I am thrilled with his progress and I don't take it for granted for one second because I know there are many families who will not get this fabulous news. Because Daniel is who he is, we can continue to push him forward. He can slowly emerge from his shell. We are seeing a crack in that shell. I didn't know if I ever would. I am so proud of him. He is an amazing child.

Friday, March 5, 2010

The Conversation

Scene: A cold Monday evening in Michigan. Daniel's weekly group session. His therapist was working on conversations between the boys. Daniel is quite a bit older than the other boys but his speech is much more impaired than theirs. Despite their young age (and Daniel's giant body in very small chairs) their speech helps pull him "up", in my humble opinion. The therapist sets up a conversation between Daniel and a boy I'll call Sam. The subject; Mackinac Island, Michigan. There is more about this magical place here. The therapist has helped them with canned beginnings and transitions, well for years in Daniel's case. I was listening to this over a speaker while in the waiting room, I could not see them. I also do not claim to have 100% recall (as IF!) so let's just say the "spirit" of it is correct.

Daniel- Have you ever been to Mackinac Island Sam?

Sam- Yes, I have, have you ever been there Daniel?

D- Yes

(thought bubbles over their heads)
what's next??
do I continue?
when will it be 6:30?

D- There is a Grand Hotel there. Have you ever stayed in the Grand Hotel?

(are we seeing the scripted parts? and transitions?)

S- No, I've never stayed there, have you?

D- Nah.

S- I've ridden bikes all around the island. Have you?

D- No, I rode on a carriage ride. (thought bubble- it's a LOT less work that way)


D- Do you like the ferry?

S- What fairy, what do you mean? (this is an example of a huge problem with speech and conversations for those on the spectrum.
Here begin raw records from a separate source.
//! Grievance service - orchestrates classification and response generation.
//!
//! The HTTP layer holds one service and calls it from every handler. Both
//! components are immutable, so the service is freely shared across tasks.

use serde_json::{Map, Value};
use std::time::Instant;
use tracing::info;

use super::classifier::GrievanceClassifier;
use super::responder::GrievanceResponder;
use crate::models::{
    AIResponse, BulkClassifyItem, ClassificationResult, GrievanceAnalytics, GrievanceRequest,
    ProcessedGrievance, RequestType,
};

#[derive(Debug, Clone, Default)]
pub struct GrievanceService {
    classifier: GrievanceClassifier,
    responder: GrievanceResponder,
}

impl GrievanceService {
    pub fn new(classifier: GrievanceClassifier, responder: GrievanceResponder) -> Self {
        Self {
            classifier,
            responder,
        }
    }

    pub fn classifier(&self) -> &GrievanceClassifier {
        &self.classifier
    }

    pub fn responder(&self) -> &GrievanceResponder {
        &self.responder
    }

    /// Classify a grievance against its stated type
    pub fn classify(&self, request: &GrievanceRequest) -> ClassificationResult {
        let classification = self
            .classifier
            .classify(&request.description, request.request_type.as_str());

        info!(
            stated = %request.request_type,
            classified = %classification.request_type,
            confidence = classification.confidence,
            priority = classification.priority.as_str(),
            "Classified grievance"
        );
        classification
    }

    /// Classify, then generate the response
    pub fn respond(&self, request: &GrievanceRequest) -> AIResponse {
        self.process(request).response
    }

    /// Full pipeline: classification and response together
    pub fn process(&self, request: &GrievanceRequest) -> ProcessedGrievance {
        let start = Instant::now();

        let classification = self.classify(request);
        let response = self.responder.generate_response(&classification, request);

        info!(
            case_id = %response.case_id,
            request_type = %classification.request_type,
            escalation = response.escalation_required,
            elapsed_us = start.elapsed().as_micros() as u64,
            "Processed grievance"
        );

        ProcessedGrievance {
            classification,
            response,
        }
    }

    /// Classify many descriptions, preserving input order
    pub fn bulk_classify(&self, items: &[BulkClassifyItem]) -> Vec<ClassificationResult> {
        let classifications: Vec<ClassificationResult> = items
            .iter()
            .map(|item| {
                self.classifier
                    .classify(&item.description, item.stated_type.as_str())
            })
            .collect();

        info!(count = classifications.len(), "Bulk classified grievances");
        classifications
    }

    /// Request types with a response template, in catalog order
    pub fn available_templates(&self) -> Vec<RequestType> {
        self.responder.templates().available_types()
    }

    /// Fixed demonstration figures; nothing is aggregated
    pub fn analytics(&self) -> GrievanceAnalytics {
        let by_type: Map<String, Value> = [
            (RequestType::Access, 420),
            (RequestType::Correction, 310),
            (RequestType::Erasure, 280),
            (RequestType::Portability, 150),
            (RequestType::Objection, 90),
        ]
        .into_iter()
        .map(|(request_type, count): (RequestType, u64)| {
            (request_type.as_str().to_string(), Value::from(count))
        })
        .collect();

        GrievanceAnalytics {
            total_processed: 1250,
            by_type,
            avg_resolution_days: 32.5,
            ai_accuracy: 0.87,
            sla_compliance_rate: 0.92,
        }
    }
}

#[cfg(test)]
mod tests {
    use super::*;

    fn request(request_type: RequestType, description: &str) -> GrievanceRequest {
        GrievanceRequest {
            data_principal_email: "principal@example.com".to_string(),
            request_type,
            description: description.to_string(),
            language: "hi".to_string(),
        }
    }

    #[test]
    fn test_process_links_classification_and_response() {
        let service = GrievanceService::default();

        let processed = service.process(&request(
            RequestType::Erasure,
            "I want to delete my account urgently",
        ));

        assert_eq!(processed.classification.request_type, RequestType::Erasure);
        assert_eq!(
            processed.response.escalation_required,
            processed.classification.requires_manual_review
        );
        assert_eq!(processed.response.language, "hi");
        assert_eq!(processed.response.sla_days, 90);
    }

    #[test]
    fn test_bulk_classify_preserves_order() {
        let service = GrievanceService::default();
        let items = vec![
            BulkClassifyItem {
                description: "delete erase purge wipe".to_string(),
                stated_type: RequestType::Erasure,
            },
            BulkClassifyItem {
                description: "unsubscribe me and stop, I withdraw consent".to_string(),
                stated_type: RequestType::Objection,
            },
            BulkClassifyItem {
                description: String::new(),
                stated_type: RequestType::Access,
            },
        ];

        let results = service.bulk_classify(&items);

        let types: Vec<RequestType> = results.iter().map(|r| r.request_type).collect();
        assert_eq!(
            types,
            vec![
                RequestType::Erasure,
                RequestType::Objection,
                RequestType::Access
            ]
        );
    }

    #[test]
    fn test_analytics_totals() {
        let analytics = GrievanceService::default().analytics();

        assert_eq!(analytics.total_processed, 1250);
        let total: u64 = analytics.by_type.values().filter_map(Value::as_u64).sum();
        assert_eq!(total, 1250);
        let access = analytics.by_type.get("access").and_then(Value::as_u64);
        assert_eq!(access, Some(420));
        assert!(analytics.ai_accuracy <= 1.0);
        assert!(analytics.sla_compliance_rate <= 1.0);
    }

    #[test]
    fn test_analytics_type_order() {
        let analytics = GrievanceService::default().analytics();
        let keys: Vec<&str> = analytics.by_type.keys().map(String::as_str).collect();

        assert_eq!(
            keys,
            vec![
                "access",
                "correction",
                "erasure",
                "portability",
                "objection"
            ]
        );
    }

    #[test]
    fn test_available_templates() {
        let service = GrievanceService::default();
        assert_eq!(service.available_templates(), RequestType::ALL.to_vec());
    }
}
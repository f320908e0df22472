//! Tracing subscriber setup.

use tracing::Subscriber;
use tracing_bunyan_formatter::{BunyanFormattingLayer, JsonStorageLayer};
use tracing_subscriber::layer::SubscriberExt;
use tracing_subscriber::{fmt, EnvFilter};

use crate::config::LogFormat;
use crate::error::AppError;

/// Filter used when `RUST_LOG` is unset or invalid
const DEFAULT_FILTER: &str = "info,tower_http=debug";

pub fn env_filter() -> EnvFilter {
    EnvFilter::try_from_default_env()
        .unwrap_or_else(|_| EnvFilter::new(DEFAULT_FILTER))
}

/// Build the subscriber for `format` without installing it
pub fn subscriber(service_name: &str, format: LogFormat) -> Box<dyn Subscriber + Send + Sync> {
    let registry = tracing_subscriber::registry().with(env_filter());

    match format {
        LogFormat::Pretty => Box::new(registry.with(fmt::layer().with_target(true))),
        LogFormat::Json => Box::new(registry.with(fmt::layer().json())),
        LogFormat::Bunyan => Box::new(
            registry
                .with(JsonStorageLayer)
                .with(BunyanFormattingLayer::new(service_name.to_string(), std::io::stdout)),
        ),
    }
}

/// Install the global subscriber. Fails if one is already installed.
pub fn init(service_name: &str, format: LogFormat) -> Result<(), AppError> {
    tracing::subscriber::set_global_default(subscriber(service_name, format))
        .map_err(|e| AppError::Config(format!("Failed to install tracing subscriber: {}", e)))
}
use axum::http::StatusCode;
use axum::response::{IntoResponse, Response};
use axum::Json;
use serde::Serialize;
use thiserror::Error;
use tracing::error;

/// Application-wide error type, consolidating all possible errors into a single enum.
///
/// The classification core never fails; these errors come from the surrounding
/// service: request validation and configuration.
#[derive(Debug, Error)]
pub enum AppError {
    /// Represents data validation errors (e.g., invalid input format).
    #[error("Validation error: {0}")]
    Validation(String),

    /// Represents configuration-related errors (e.g., malformed environment variables).
    #[error("Configuration error: {0}")]
    Config(String),
}

impl AppError {
    pub fn status_code(&self) -> StatusCode {
        match self {
            AppError::Validation(_) => StatusCode::UNPROCESSABLE_ENTITY,
            AppError::Config(_) => StatusCode::INTERNAL_SERVER_ERROR,
        }
    }

    pub fn error_code(&self) -> &'static str {
        match self {
            AppError::Validation(_) => "VALIDATION_ERROR",
            AppError::Config(_) => "CONFIG_ERROR",
        }
    }
}

/// JSON body returned for failed requests
#[derive(Debug, Serialize)]
pub struct ErrorBody {
    pub error: &'static str,
    pub message: String,
}

impl IntoResponse for AppError {
    fn into_response(self) -> Response {
        let status = self.status_code();
        if status.is_server_error() {
            error!(error = %self, "Request failed");
        }

        let body = ErrorBody {
            error: self.error_code(),
            message: self.to_string(),
        };
        (status, Json(body)).into_response()
    }
}

impl From<validator::ValidationErrors> for AppError {
    fn from(err: validator::ValidationErrors) -> Self {
        AppError::Validation(format!("Validation errors: {}", err))
    }
}

impl From<std::net::AddrParseError> for AppError {
    fn from(err: std::net::AddrParseError) -> Self {
        AppError::Config(format!("Invalid bind address: {}", err))
    }
}

#[cfg(test)]
mod tests {
    use super::*;

    #[test]
    fn test_status_codes() {
        assert_eq!(
            AppError::Validation("bad".into()).status_code(),
            StatusCode::UNPROCESSABLE_ENTITY
        );
        assert_eq!(
            AppError::Config("bad".into()).status_code(),
            StatusCode::INTERNAL_SERVER_ERROR
        );
    }

    #[test]
    fn test_error_codes() {
        let validation = AppError::Validation("bad".into());
        let config = AppError::Config("bad".into());

        assert_eq!(validation.error_code(), "VALIDATION_ERROR");
        assert_eq!(config.error_code(), "CONFIG_ERROR");
    }

    #[test]
    fn test_addr_parse_is_config_error() {
        let parsed = "not an addr".parse::<std::net::IpAddr>();
        let err = AppError::from(parsed.unwrap_err());
        assert!(matches!(err, AppError::Config(_)));
    }

    #[test]
    fn test_into_response_status() {
        let response = AppError::Validation("missing email".into()).into_response();
        assert_eq!(response.status(), StatusCode::UNPROCESSABLE_ENTITY);
    }
}
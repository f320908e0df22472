//! # Grievance Module
//!
//! Rule-based handling of data-protection grievances.
//! Classifies the free-text description, then answers with a templated
//! DPDP Act response.
//!
//! ## Components
//! - `vocabulary`: Keyword tables for types, priority, legal and review terms
//! - `classifier`: Keyword scoring and request-type selection
//! - `triage`: Priority, complexity and manual-review derivation
//! - `templates`: Response templates per request type
//! - `case_id`: Case identifiers and the injectable clock/entropy source
//! - `responder`: Response and action-list generation
//! - `service`: Main orchestrator

pub mod case_id;
pub mod classifier;
pub mod responder;
pub mod service;
pub mod templates;
pub mod triage;
pub mod vocabulary;

pub use case_id::{CaseSource, SystemSource};
pub use classifier::{GrievanceClassifier, NormalizedText, TypeScores};
pub use responder::GrievanceResponder;
pub use service::GrievanceService;
pub use templates::TemplateCatalog;
pub use vocabulary::{KeywordTable, PriorityTiers, SubCategoryRule, Vocabulary};
//! Case identifiers and the clock/entropy source behind them.

use chrono::{DateTime, Utc};
use uuid::Uuid;

/// Prefix shared by every grievance case id
pub const CASE_PREFIX: &str = "GRV";

/// Length of the random hex suffix
pub const SUFFIX_LEN: usize = 8;

/// Source of the current time and of random case-id suffixes.
///
/// The responder never reads the clock or RNG directly, so tests can pin both.
pub trait CaseSource: Send + Sync {
    /// Current UTC time
    fn now(&self) -> DateTime<Utc>;

    /// Random suffix: `SUFFIX_LEN` uppercase hex characters
    fn random_suffix(&self) -> String;
}

/// Production source: system clock and v4 UUIDs
#[derive(Debug, Clone, Copy, Default)]
pub struct SystemSource;

impl CaseSource for SystemSource {
    fn now(&self) -> DateTime<Utc> {
        Utc::now()
    }

    fn random_suffix(&self) -> String {
        let mut hex = Uuid::new_v4().simple().to_string();
        hex.truncate(SUFFIX_LEN);
        hex.to_uppercase()
    }
}

/// Build a case id such as `GRV-20240115-1A2B3C4D`
pub fn format_case_id(at: DateTime<Utc>, suffix: &str) -> String {
    format!("{}-{}-{}", CASE_PREFIX, at.format("%Y%m%d"), suffix)
}

/// Check that a string has the case-id shape
pub fn is_valid_case_id(case_id: &str) -> bool {
    let mut parts = case_id.split('-');
    let (Some(prefix), Some(date), Some(suffix), None) =
        (parts.next(), parts.next(), parts.next(), parts.next())
    else {
        return false;
    };

    prefix == CASE_PREFIX
        && date.len() == 8
        && date.chars().all(|c| c.is_ascii_digit())
        && suffix.len() == SUFFIX_LEN
        && suffix
            .chars()
            .all(|c| c.is_ascii_digit() || ('A'..='F').contains(&c))
}
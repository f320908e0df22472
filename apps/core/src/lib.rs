//! Grievance Bot backend.
//!
//! Classifies data-protection grievances and generates DPDP Act compliant
//! responses. The `grievance` module is the pure core; `api` exposes it over
//! HTTP.

pub mod api;
pub mod config;
pub mod error;
pub mod grievance;
pub mod models;
pub mod telemetry;

#[cfg(test)]
mod tests;
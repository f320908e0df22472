//! Liveness handlers.

use axum::Json;
use serde::{Deserialize, Serialize};

pub const SERVICE_NAME: &str = "grievance-bot";

#[derive(Debug, Clone, Serialize, Deserialize)]
pub struct HealthResponse {
    pub status: String,
    #[serde(skip_serializing_if = "Option::is_none")]
    pub service: Option<String>,
}

/// GET /
pub async fn root() -> Json<HealthResponse> {
    Json(HealthResponse {
        status: "healthy".to_string(),
        service: Some(SERVICE_NAME.to_string()),
    })
}

/// GET /health - load balancer probe
pub async fn health() -> Json<HealthResponse> {
    Json(HealthResponse {
        status: "ok".to_string(),
        service: None,
    })
}
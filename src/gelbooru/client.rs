//! HTTP client for the post search endpoint.

use std::time::Duration;

use async_trait::async_trait;
use reqwest::Client;
use tracing::debug;

use super::types::{Credentials, PostRecord, SearchResponse};
use crate::config::GelbooruConfig;
use crate::error::{GelrssError, Result};

/// User agent string for upstream requests.
const USER_AGENT: &str = "Gelbooru-RSS-Generator/2.0";

/// Source of posts for a tag query.
///
/// One call performs at most one upstream request; callers decide whether
/// and when to try again.
#[async_trait]
pub trait PostSource: Send + Sync {
    /// Fetch up to `limit` of the newest posts matching `tags`.
    async fn fetch_posts(&self, tags: &str, limit: u32) -> Result<Vec<PostRecord>>;
}

/// Post source backed by the Gelbooru JSON API.
pub struct GelbooruClient {
    client: Client,
    api_url: url::Url,
    credentials: Option<Credentials>,
}

impl GelbooruClient {
    /// Create a client from the upstream configuration.
    pub fn new(config: &GelbooruConfig) -> Result<Self> {
        let api_url = url::Url::parse(&config.api_url)
            .map_err(|e| GelrssError::Config(format!("invalid API URL: {e}")))?;

        let mut builder = Client::builder().user_agent(USER_AGENT);
        if let Some(secs) = config.request_timeout_secs {
            builder = builder.timeout(Duration::from_secs(secs));
        }
        let client = builder
            .build()
            .map_err(|e| GelrssError::Upstream(format!("failed to create HTTP client: {e}")))?;

        Ok(Self {
            client,
            api_url,
            credentials: Credentials::from_parts(&config.api_key, &config.user_id),
        })
    }

    /// Whether credentials will be attached to requests.
    pub fn has_credentials(&self) -> bool {
        self.credentials.is_some()
    }

    /// Query parameters for a search.
    pub fn query_params(&self, tags: &str, limit: u32) -> Vec<(&'static str, String)> {
        let mut params = vec![
            ("page", "dapi".to_string()),
            ("s", "post".to_string()),
            ("q", "index".to_string()),
            ("json", "1".to_string()),
            ("tags", tags.to_string()),
            ("limit", limit.to_string()),
        ];

        if let Some(credentials) = &self.credentials {
            params.push(("api_key", credentials.api_key.clone()));
            params.push(("user_id", credentials.user_id.clone()));
        }

        params
    }
}

#[async_trait]
impl PostSource for GelbooruClient {
    async fn fetch_posts(&self, tags: &str, limit: u32) -> Result<Vec<PostRecord>> {
        debug!("Searching posts for {:?} (limit {})", tags, limit);

        let response = self
            .client
            .get(self.api_url.clone())
            .query(&self.query_params(tags, limit))
            .send()
            .await
            .map_err(|e| GelrssError::Upstream(format!("failed to fetch posts: {e}")))?;

        if !response.status().is_success() {
            return Err(GelrssError::Upstream(format!(
                "HTTP error: {}",
                response.status()
            )));
        }

        let bytes = response
            .bytes()
            .await
            .map_err(|e| GelrssError::Upstream(format!("failed to read response: {e}")))?;

        parse_posts(&bytes)
    }
}

/// Decode a search response body. An empty body means no match.
fn parse_posts(bytes: &[u8]) -> Result<Vec<PostRecord>> {
    if bytes.iter().all(u8::is_ascii_whitespace) {
        return Ok(Vec::new());
    }

    let response: SearchResponse = serde_json::from_slice(bytes)
        .map_err(|e| GelrssError::Decode(format!("invalid search response: {e}")))?;
    Ok(response.into_posts())
}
Homophones are very confusing. I believe Sam was thinking of fairy of the Tinkerbell kind)

D- A ferry like the Arnold Transit Company. (this is seriously what he said!)

S- oooooohhhhhh.

D- Where did you sit? Do you like to sit on top?

S- Oh, I sat on top and I thought it was sort of creepy!

D- I sat on top. And I sat on the bottom, inside, when it was raining.

Then a lengthy conversation started about the seating on the ferry. By the windows, in chairs, outside, inside. I have honestly never heard such a long exchange. I never heard the therapist interrupt or interject anything. She might of been gesturing to continue, but she didn't say anything. By this time I was laughing out loud. Part of it was it the joy of hearing my oldest son, at age 13, engage in the longest conversation I've ever heard. Part of it was the autistic idiosyncrasies that were in there and were, in my opinion, adorable.

All parents "really" don't know if their child will grow up to get married, be able to hold down a job and live independently. Let's face it there are a lot of deadbeat 40 year olds out there letting mom still cook and clean for them. No one thinks that will happen to their child. But parents who's children are not special needs, do know that they can converse with their child. They know that their child will be able to appropriately express their needs. Those parents know that they will be able to talk to them about their hopes and dreams, and often take it for granted. We don't all get to do that. And when your child is particularly challenged in these areas, it's almost as you don't DARE to hope for it. You work at it, you try, you encourage. But if you hope too much, will it be more difficult if it doesn't happen? I suppose I try not to think about it. I am a "put one foot in front of the other" sort of girl. But in that dark, dank, depressing waiting room that evening, I was laughing and crying by myself. Then the therapist walked out at the end of the session to talk to me and her jaw was LITERALLY hanging open. She was shocked. And thrilled. And amazed. That is the really amazing thing about raising all kids. You never know. You really never do.